Shin offre sa main au mage, pour le soustraire à l'appétit des punaises et à la mollesse de la paillasse. « En parlant de ça, il serait temps de rendre une petite visite aux victimes. Il est de tradition que l'autopsie soit pratiquée par le bourreau de la ville. Ton père nous aura gardé les corps au frais, Bob. Il sera ravi de nous détailler les sévices que ces malheureux ont subis. »
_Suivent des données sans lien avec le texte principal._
//! Pending multi-step dialogues, keyed by chat id.

use std::{collections::HashMap, sync::Arc};

use async_trait::async_trait;
use tokio::sync::{Mutex, OwnedMutexGuard};

use crate::domain::{ChatId, OwnerInfo};

/// Where a chat currently is in a multi-step dialogue.
#[derive(Clone, Debug, PartialEq, Eq)]
pub enum Conversation {
    /// `/register` was accepted; the next text is the company name.
    AwaitCompanyName,
    /// Company name received; the next text is the contact email.
    AwaitEmail { company_name: String, owner: OwnerInfo },
}

/// Exclusive access to one chat's conversation slot. The slot stays locked until the guard
/// is dropped, so updates from the same chat are processed one at a time while other chats
/// proceed independently.
pub type ConversationGuard = OwnedMutexGuard<Option<Conversation>>;

#[async_trait]
pub trait ConversationStore: Send + Sync {
    async fn lock(&self, chat_id: ChatId) -> ConversationGuard;

    /// Forget the chat's slot if no dialogue is pending and nobody holds or awaits it.
    /// Call after the guard from [`ConversationStore::lock`] is dropped.
    async fn release(&self, chat_id: ChatId);
}

/// Process-local store: a map of per-chat mutexes. The outer map lock is held only long
/// enough to fetch, create or drop the chat's slot.
#[derive(Default)]
pub struct InMemoryConversations {
    inner: Mutex<HashMap<i64, Arc<Mutex<Option<Conversation>>>>>,
}

impl InMemoryConversations {
    pub fn new() -> Self {
        Self::default()
    }

    /// Number of chats with a live slot.
    pub async fn tracked(&self) -> usize {
        self.inner.lock().await.len()
    }
}

#[async_trait]
impl ConversationStore for InMemoryConversations {
    async fn lock(&self, chat_id: ChatId) -> ConversationGuard {
        let slot = {
            let mut map = self.inner.lock().await;
            map.entry(chat_id.0)
                .or_insert_with(|| Arc::new(Mutex::new(None)))
                .clone()
        };
        slot.lock_owned().await
    }

    async fn release(&self, chat_id: ChatId) {
        let mut map = self.inner.lock().await;
        let Some(slot) = map.get(&chat_id.0) else {
            return;
        };
        // Another handler holding or waiting on the slot keeps its own clone of the Arc, and
        // `lock` cannot hand out a new one while the map lock is held here.
        if Arc::strong_count(slot) > 1 {
            return;
        }
        let idle = slot.try_lock().map(|c| c.is_none()).unwrap_or(false);
        if idle {
            map.remove(&chat_id.0);
        }
    }
}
Balthazar et Théo ont soudain le teint très blanc. La morgue se trouve forcément dans les cachots où sont détenus les condamnés à mort, et où les suspects subissent la question. Un odieux rappel pour le mage, qui n'est pas près d'oublier l'expérience traumatisante qu'il a vécue aux mains des paladins. Quant à Théo, ce ne sont pas les corps suppliciés, mais la perspective de revoir Enoch, qui suffit à le rendre malade. Juste de penser au diable, lui déclenche un goût de sang dans la bouche, et des démangeaisons aux omoplates. Indifférent au malaise soudain de ses compagnons, Shin claque des mains d'un air décidé, et rabaisse son masque sur son visage.